- Born: 11 November 1981 (age 44) Hatfield, Hertfordshire, England
- Height: 5 ft 5 in (1.65 m)

= Alex Sim-Wise =

English model, writer and TV presenter

Alexandra "Alex" Emily Sim-Wise (born 11 November 1981) is an English model, writer and TV presenter.

==Modeling career==
Raised in Coventry, Sim-Wise started modeling after winning an FHM student competition while she was studying at university, where she was Captain of her University Cheerleading squad. She graduated in 2004 with a degree in Film and American Studies.

A natural redhead, she worked for The Fratellis as the real-life version of the redhead pin-up on the cover of their debut album, appearing in TV adverts, in-store appearances, and with the band at Reading festival. She also appeared in a commercial for the 2006 racing video game Juiced, which was voted the best viral ad created by a UK digital creative agency in Channel 4's Ideas Factory viral competition.

During her modeling career, she shot for Agent Provocateur, Rankin and Perou.

==Front magazine==
She started working for the men's lifestyle magazine Front at the beginning of 2007, writing her own column entitled "Wise Words: the Secret Life of a Model" which also features a look into her day-to-day life via random personal snapshots.

In 2009, she started writing for Fronts video games section and was the magazine’s Games Editor.

Sim-Wise left Front in May 2012; her final article was in issue 169.

==Television work==
She was a correspondent for G4's Attack of the Show! and X-Play. G4TV is an American cable and satellite television channel that focuses on video games and gadgets. In addition to her correspondent duties, she has also co-hosted Attack of the Show!; worked as a field reporter for G4 during its live E3 2010 coverage; and presented the segment “The Feed” on Attack of the Show!

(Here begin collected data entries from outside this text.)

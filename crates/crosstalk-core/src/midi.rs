//! Short MIDI events with sample-accurate timing.

use midi_msg::{Channel, ChannelVoiceMsg, MidiMsg};

use crate::{Error, Result};

pub const NOTE_OFF: u8 = 0x80;
pub const NOTE_ON: u8 = 0x90;
pub const CONTROL_CHANGE: u8 = 0xB0;

/// Three-byte MIDI message with a frame offset into the current block.
#[derive(Clone, Copy, Debug, Default, PartialEq, Eq)]
pub struct MidiEvent {
    /// Offset within the current buffer (0 = first sample).
    pub sample_offset: u32,
    pub status: u8,
    pub data1: u8,
    pub data2: u8,
}

impl MidiEvent {
    #[inline]
    pub fn new(sample_offset: u32, status: u8, data1: u8, data2: u8) -> Self {
        Self {
            sample_offset,
            status,
            data1,
            data2,
        }
    }

    /// Note-on. Rejects note or velocity above 127.
    pub fn note_on(sample_offset: u32, channel: u8, note: u8, velocity: u8) -> Result<Self> {
        Self::checked(sample_offset, NOTE_ON | (channel & 0x0F), note, velocity)
    }

    pub fn note_off(sample_offset: u32, channel: u8, note: u8) -> Result<Self> {
        Self::checked(sample_offset, NOTE_OFF | (channel & 0x0F), note, 0)
    }

    pub fn control_change(sample_offset: u32, channel: u8, cc: u8, value: u8) -> Result<Self> {
        Self::checked(sample_offset, CONTROL_CHANGE | (channel & 0x0F), cc, value)
    }

    fn checked(sample_offset: u32, status: u8, data1: u8, data2: u8) -> Result<Self> {
        if data1 > 0x7F || data2 > 0x7F {
            return Err(Error::InvalidMidi {
                status,
                data1,
                data2,
            });
        }
        Ok(Self::new(sample_offset, status, data1, data2))
    }

    /// Status nibble (0x80, 0x90, ...).
    #[inline]
    pub fn kind(&self) -> u8 {
        self.status & 0xF0
    }

    #[inline]
    pub fn channel(&self) -> u8 {
        self.status & 0x0F
    }

    #[inline]
    pub fn is_note_on(&self) -> bool {
        self.kind() == NOTE_ON && self.data2 > 0
    }

    #[inline]
    pub fn is_note_off(&self) -> bool {
        self.kind() == NOTE_OFF || (self.kind() == NOTE_ON && self.data2 == 0)
    }

    #[inline]
    pub fn note(&self) -> Option<u8> {
        match self.kind() {
            NOTE_ON | NOTE_OFF | 0xA0 => Some(self.data1),
            _ => None,
        }
    }

    #[inline]
    pub fn bytes(&self) -> [u8; 3] {
        [self.status, self.data1, self.data2]
    }

    /// Parse into a typed channel-voice message.
    pub fn to_channel_voice(&self) -> Result<(Channel, ChannelVoiceMsg)> {
        let invalid = || Error::InvalidMidi {
            status: self.status,
            data1: self.data1,
            data2: self.data2,
        };
        let bytes = self.bytes();
        let len = match self.kind() {
            0xC0 | 0xD0 => 2,
            _ => 3,
        };
        let (msg, _len) = MidiMsg::from_midi(&bytes[..len]).map_err(|_| invalid())?;
        match msg {
            MidiMsg::ChannelVoice { channel, msg } => Ok((channel, msg)),
            _ => Err(invalid()),
        }
    }
}
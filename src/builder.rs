//! Builder for a UI <-> engine channel pair.

use std::sync::Arc;

use crosstalk_core::{message_queue, ChannelConfig, PacketCadence, TagMap};
use crosstalk_engine::EngineEndpoint;
use crosstalk_ui::UiEndpoint;

use crate::Result;

/// Creates both queues and hands back the two endpoints.
///
/// The UI endpoint stays on the UI thread; the engine endpoint moves to the
/// audio thread. Both are `Send`.
///
/// # Example
///
/// ```
/// use crosstalk::prelude::*;
///
/// let tags = TagMap::builder()
///     .param("gain", 0.5)
///     .message("data")
///     .build()?;
///
/// let (mut ui, mut engine) = ChannelBuilder::new()
///     .tags(tags)
///     .packet_cadence(PacketCadence::EveryNthBlock(4))
///     .build()?;
///
/// ui.send_parameter_value(ParamIndex(0), 0.75)?;
/// let report = engine.process_inbound(512, &mut ());
/// assert_eq!(report.parameters, 1);
/// # Ok::<(), crosstalk::Error>(())
/// ```
#[derive(Debug, Clone, Default)]
pub struct ChannelBuilder {
    config: ChannelConfig,
    tags: TagMap,
}

impl ChannelBuilder {
    pub fn new() -> Self {
        Self::default()
    }

    /// Replace the whole configuration (e.g. one loaded from a preset file).
    pub fn config(mut self, config: ChannelConfig) -> Self {
        self.config = config;
        self
    }

    pub fn tags(mut self, tags: TagMap) -> Self {
        self.tags = tags;
        self
    }

    /// Default: 128. Must be a power of two.
    pub fn ui_to_engine_capacity(mut self, capacity: usize) -> Self {
        self.config.ui_to_engine_capacity = capacity;
        self
    }

    /// Default: 128. Must be a power of two.
    pub fn engine_to_ui_capacity(mut self, capacity: usize) -> Self {
        self.config.engine_to_ui_capacity = capacity;
        self
    }

    /// Max UI messages handled per audio block. Default: 64
    pub fn engine_drain_limit(mut self, limit: usize) -> Self {
        self.config.engine_drain_limit = limit;
        self
    }

    /// Max engine messages handled per UI tick. Default: 256
    pub fn ui_drain_limit(mut self, limit: usize) -> Self {
        self.config.ui_drain_limit = limit;
        self
    }

    pub fn packet_cadence(mut self, cadence: PacketCadence) -> Self {
        self.config.packet_cadence = cadence;
        self
    }

    /// Default: true
    pub fn echo_parameter_changes(mut self, echo: bool) -> Self {
        self.config.echo_parameter_changes = echo;
        self
    }

    pub fn build(self) -> Result<(UiEndpoint, EngineEndpoint)> {
        self.config.validate()?;
        self.tags.validate()?;

        let (ui_tx, engine_rx) = message_queue(self.config.ui_to_engine_capacity)?;
        let (engine_tx, ui_rx) = message_queue(self.config.engine_to_ui_capacity)?;

        tracing::debug!(
            "Channel created: {} params, capacities {}/{}, cadence {:?}",
            self.tags.param_count(),
            self.config.ui_to_engine_capacity,
            self.config.engine_to_ui_capacity,
            self.config.packet_cadence
        );

        let tags = Arc::new(self.tags);
        let ui = UiEndpoint::new(ui_tx, ui_rx, Arc::clone(&tags), &self.config);
        let engine = EngineEndpoint::new(engine_rx, engine_tx, tags, &self.config);
        Ok((ui, engine))
    }
}
//! Stub accounts.

use explorer_types::{Account, ContractAccount, UserAccount};

/// A stub account. Identifiers that look like contracts (a `contract_`
/// prefix or a `system/` path) become contract accounts; everything else
/// is an end-user account with a fixed fractional balance.
pub fn account_by_id(_shard: &str, id: &str, now_ms: u64) -> Account {
    let is_contract = id.starts_with("contract_") || id.contains("system/");
    if is_contract {
        return Account::Contract(ContractAccount {
            lang: "EVM".to_string(),
            balance: "0".to_string(),
            gas: 0,
            storages: Vec::new(),
            storage_abstraction_last_payment: now_ms,
        });
    }

    Account::User(UserAccount {
        // 1.2345 coins in base units
        balance: "1234500000000000000".to_string(),
        nonce: 42,
        gas: 0,
    })
}
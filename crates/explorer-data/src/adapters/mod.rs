//! # Adapters Layer (Hexagonal Architecture)
//!
//! Implements the node API outbound port over HTTP and names the node's
//! routes.

mod http;
pub mod routes;

pub use http::HttpNodeApi;
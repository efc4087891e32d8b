//! Identifier-parsing and formatting properties.

#[cfg(test)]
mod tests {
    use explorer_data::{
        clamp_rows_per_page, composite_block_id, epoch_id_from_label, from_wei, BlockId,
        ParsedAccountId, SignatureScheme, MAX_ROWS_PER_PAGE, MIN_ROWS_PER_PAGE,
    };
    use proptest::prelude::*;

    proptest! {
        #[test]
        fn prop_clamp_stays_in_bounds(rows in proptest::option::of(any::<u32>())) {
            let clamped = clamp_rows_per_page(rows);
            prop_assert!((MIN_ROWS_PER_PAGE..=MAX_ROWS_PER_PAGE).contains(&clamped));
        }

        #[test]
        fn prop_composite_round_trips_through_classification(
            epoch in any::<u64>(),
            creator in "acc_[a-f0-9]{12}",
            index in any::<u64>(),
        ) {
            let id = composite_block_id(epoch, &creator, index);
            let is_composite = matches!(BlockId::classify(&id), BlockId::Composite { .. });
            prop_assert!(is_composite, "{id} did not classify as composite");
        }

        #[test]
        fn prop_two_part_ids_are_sids(shard in "[0-9]{1,3}", height in "[0-9]{1,6}") {
            let id = format!("{shard}:{height}");
            let classified = BlockId::classify(&id);
            prop_assert!(classified.is_sid());
        }

        #[test]
        fn prop_from_wei_never_has_trailing_dot(raw in "[1-9][0-9]{0,27}") {
            let coins = from_wei(&raw);
            prop_assert!(!coins.ends_with('.'));
            prop_assert!(!coins.is_empty());
        }

        #[test]
        fn prop_epoch_label_round_trips(id in any::<u64>()) {
            prop_assert_eq!(epoch_id_from_label(&format!("epoch#{id}")), id);
        }
    }

    #[test]
    fn test_clamp_reference_points() {
        assert_eq!(clamp_rows_per_page(Some(5)), 10);
        assert_eq!(clamp_rows_per_page(Some(250)), 100);
        assert_eq!(clamp_rows_per_page(Some(37)), 37);
        assert_eq!(clamp_rows_per_page(None), 10);
    }

    #[test]
    fn test_from_wei_reference_point() {
        assert_eq!(from_wei("1234500000000000000"), "1.2345");
    }

    #[test]
    fn test_signature_scheme_reference_points() {
        assert_eq!(
            SignatureScheme::infer(&"a".repeat(44)).describe(),
            "ED25519"
        );
        let evm = format!("0x{}", "b".repeat(40));
        assert_eq!(
            SignatureScheme::infer(&evm).describe(),
            "ECDSA, EVM-compatible"
        );
        assert_eq!(
            SignatureScheme::infer(&"c".repeat(64)).describe(),
            "PQC, post-quantum"
        );
    }

    #[test]
    fn test_account_id_parsing_reference_points() {
        let qualified = ParsedAccountId::parse("3:acc_user");
        assert_eq!(qualified.shard, "3");
        assert_eq!(qualified.address, "acc_user");

        let evm = ParsedAccountId::parse(&format!("0x{}", "AB".repeat(20)));
        assert_eq!(evm.shard, "0");
        assert_eq!(evm.address, format!("0x{}", "ab".repeat(20)));

        let system = ParsedAccountId::parse("system/staking");
        assert_eq!(system.shard, "x");
        assert!(system.system_contract);
    }
}
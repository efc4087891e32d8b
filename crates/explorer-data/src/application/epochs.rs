//! Epoch operations.

use explorer_types::{BlockStats, Epoch, EpochExtendedData};

use crate::adapters::routes;
use crate::domain::{tx_success_rate, DataError};
use crate::mock;
use crate::ports::NodeApi;

use super::service::{now_ms, ExplorerService};

impl<N: NodeApi> ExplorerService<N> {
    /// The network's current epoch, as reported by the node.
    pub async fn current_epoch(&self) -> Result<Epoch, DataError> {
        if self.config.global_stub {
            return Ok(mock::epoch::epoch_by_id(mock::block::STUB_EPOCH_ID, now_ms()).epoch);
        }

        match self.get(&routes::current_epoch()).await {
            Ok(epoch) => Ok(epoch),
            Err(err) if self.stub_on_failure() => {
                tracing::warn!(
                    "[explorer-data] current epoch unavailable, serving stub: {}",
                    err
                );
                Ok(mock::epoch::epoch_by_id(mock::block::STUB_EPOCH_ID, now_ms()).epoch)
            }
            Err(err) => Err(err.for_entity("current epoch", "current")),
        }
    }

    /// An epoch with the derived fields the epoch page renders.
    pub async fn epoch_by_id(&self, id: u64) -> Result<EpochExtendedData, DataError> {
        if self.config.global_stub {
            return Ok(mock::epoch::epoch_by_id(id, now_ms()));
        }

        match self.fetch_epoch_by_id(id).await {
            Ok(data) => Ok(data),
            Err(err) if self.stub_on_failure() => {
                tracing::warn!(
                    "[explorer-data] epoch \"{}\" unavailable, serving stub: {}",
                    id,
                    err
                );
                Ok(mock::epoch::epoch_by_id(id, now_ms()))
            }
            Err(err) => Err(err.for_entity("epoch", id.to_string())),
        }
    }

    async fn fetch_epoch_by_id(&self, id: u64) -> Result<EpochExtendedData, DataError> {
        // The current epoch decides `is_current` and is reused instead of
        // refetched when it is the one asked for.
        let current: Epoch = self.get(&routes::current_epoch()).await?;
        let is_current = id == current.id;
        let epoch: Epoch = if is_current {
            current
        } else {
            self.get(&routes::epoch_by_id(id)).await?
        };
        let stats = self.total_blocks_and_txs_by_epoch(epoch.id).await?;
        Ok(extend_epoch(epoch, is_current, &stats))
    }
}

fn extend_epoch(epoch: Epoch, is_current: bool, stats: &BlockStats) -> EpochExtendedData {
    EpochExtendedData {
        is_first: epoch.id == 0,
        is_current,
        shards_number: epoch.shards_registry.len(),
        validators_number: epoch.pools_registry.len(),
        quorum_size: epoch.quorum.len(),
        total_blocks_number: stats.total_blocks_number,
        total_txs_number: stats.total_txs_number,
        txs_success_rate: tx_success_rate(stats),
        epoch,
    }
}
//! # Seeded Hash
//!
//! Non-cryptographic 32-bit FNV-1a hash driving every stub value. The same
//! seed always produces the same output, which keeps stub entities stable
//! across calls and lets cross-references (a block's transactions, its
//! finalization proof) agree with each other. Collisions are a birthday
//! risk on a 32-bit space and acceptable for display-only fake data.

const FNV_OFFSET_BASIS: u32 = 2_166_136_261;
const FNV_PRIME: u32 = 16_777_619;

/// 32-bit FNV-1a over the seed's bytes.
pub fn fnv1a32(seed: &str) -> u32 {
    let mut h = FNV_OFFSET_BASIS;
    for byte in seed.bytes() {
        h ^= u32::from(byte);
        h = h.wrapping_mul(FNV_PRIME);
    }
    h
}

/// 64-character hex string derived from the seed: the 8-hex-digit hash
/// repeated to length.
pub fn seed_hex(seed: &str) -> String {
    let hex = format!("{:08x}", fnv1a32(seed));
    hex.repeat(8)
}

/// Deterministic account address for a seed.
pub fn mock_address(seed: &str) -> String {
    format!("acc_{}", &seed_hex(&format!("addr:{seed}"))[..48])
}
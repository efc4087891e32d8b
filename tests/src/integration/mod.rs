//! Cross-module integration flows.

pub mod live_flows;
pub mod stub_flows;
pub mod view_consistency;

Across Europe, she works as a host for MTV Live HD, covering the European festival season and interviewing popular musical acts such as Muse, Dizzee Rascal, The Dead Weather, Thirty Seconds to Mars, Die Antwoord and Nas.

She made her television debut on her own show for Sumo TV called In Bed with Sim-Wise, after being discovered by James Brown in 2008. She co-wrote and presented the late night show, which featured various user-generated clips and sketches she had made at home with her co-host Prolapse, whose identity remains a mystery. She cited late night early nineties shows such as The Word and The Adam and Joe Show as influences.

An active blogger, her popularity on the social networking site MySpace led to her working for MySpace UK during 2008 as its celebrity interviewer, for whom she interviewed Lady Gaga and Jack Black, among others.

Throughout 2009, she worked for Current TV as one of its regular TV presenters, and has also appeared on other television channels including Fiver and BBC Three.

In 2021, she was filmed for Channel 4 documentary How to Make It on OnlyFans. The documentary, broadcast on 9 December 2021, saw her help three newcomers to the OnlyFans platform improve their performance and incomes.

==Radio work==
She was briefly the resident games and gadgets girl on the Greg James Radio 1 weekday afternoon show. She also did games reviews for Kerrang! 105.2.